Task to carry out ▸ In the entries below, how many lines contain the string "UserEnvelope"? Give the number by itself.

Supplied material ▸
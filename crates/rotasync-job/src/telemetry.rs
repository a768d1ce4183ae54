use tracing_subscriber::{layer::SubscriberExt, util::SubscriberInitExt, EnvFilter};

/// JSON log lines on stdout, filtered by `RUST_LOG` (default `info`).
pub fn init() {
    tracing_subscriber::registry()
        .with(EnvFilter::try_from_default_env().unwrap_or_else(|_| "info".into()))
        .with(tracing_subscriber::fmt::layer().json())
        .init();
}
use thiserror::Error;

#[derive(Debug, Error, PartialEq, Eq)]
pub enum DomainError {
    #[error("rotation requires a schedule identifier")]
    EmptyRotationId,
    #[error("support fallback requires a non-empty override list")]
    EmptyOverrideList,
    #[error("hour shift {0} reaches further than a year")]
    HourShiftOutOfRange(i64),
    #[error("invalid id: {0}")]
    InvalidId(String),
}
use async_trait::async_trait;
use chrono::{DateTime, SecondsFormat, Utc};
use serde::Deserialize;
use tracing::debug;

use rotasync_core::rotation::Rotation;
use rotasync_core::username;
use rotasync_ports::error::PortError;
use rotasync_ports::outbound::OnCallProvider;

use crate::http::{connection, decode, endpoint, expect_success};

pub const DEFAULT_BASE_URL: &str = "https://api.pagerduty.com";

/// Resolves on-call users through the PagerDuty REST API. Rotations are
/// schedule IDs; usernames are derived from the user's display name.
pub struct PagerDutyProvider {
    client: reqwest::Client,
    base_url: String,
    api_key: String,
}

impl PagerDutyProvider {
    pub fn new(
        client: reqwest::Client,
        base_url: impl Into<String>,
        api_key: impl Into<String>,
    ) -> Self {
        Self {
            client,
            base_url: base_url.into(),
            api_key: api_key.into(),
        }
    }

    async fn get<T: for<'de> Deserialize<'de>>(
        &self,
        segments: &[&str],
        query: &[(&str, &str)],
    ) -> Result<T, PortError> {
        let url = endpoint(&self.base_url, segments)?;
        let response = self
            .client
            .get(url)
            .query(query)
            .header("Authorization", format!("Token token={}", self.api_key))
            .header("Accept", "application/vnd.pagerduty+json;version=2")
            .send()
            .await
            .map_err(connection)?;
        decode(expect_success(response).await?).await
    }
}

#[async_trait]
impl OnCallProvider for PagerDutyProvider {
    async fn who_is_on_call(
        &self,
        rotation: &Rotation,
        at: DateTime<Utc>,
    ) -> Result<String, PortError> {
        let instant = at.to_rfc3339_opts(SecondsFormat::Secs, true);
        let listing: OnCallListing = self
            .get(
                &["oncalls"],
                &[
                    ("since", instant.as_str()),
                    ("until", instant.as_str()),
                    ("schedule_ids[]", rotation.schedule()),
                ],
            )
            .await?;

        let entry = listing
            .oncalls
            .into_iter()
            .next()
            .ok_or_else(|| PortError::NoOneOnCall(rotation.schedule().to_string()))?;

        let profile: UserEnvelope = self.get(&["users", entry.user.id.as_str()], &[]).await?;
        debug!(
            schedule = rotation.schedule(),
            name = %profile.user.name,
            email = %profile.user.email,
            "pagerduty on-call user"
        );

        if profile.user.name.trim().is_empty() {
            return Err(PortError::Decode(format!(
                "pagerduty user {} has no name",
                entry.user.id
            )));
        }
        Ok(username::from_display_name(profile.user.name.trim()))
    }

    fn provider_name(&self) -> &'static str {
        "pagerduty"
    }
}

#[derive(Debug, Deserialize)]
struct OnCallListing {
    #[serde(default)]
    oncalls: Vec<OnCallEntry>,
}

#[derive(Debug, Deserialize)]
struct OnCallEntry {
    user: UserRef,
}

#[derive(Debug, Deserialize)]
struct UserRef {
    id: String,
}

#[derive(Debug, Deserialize)]
struct UserEnvelope {
    user: UserProfile,
}

#[derive(Debug, Deserialize)]
struct UserProfile {
    name: String,
    #[serde(default)]
    email: String,
}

Answer section ▸ 2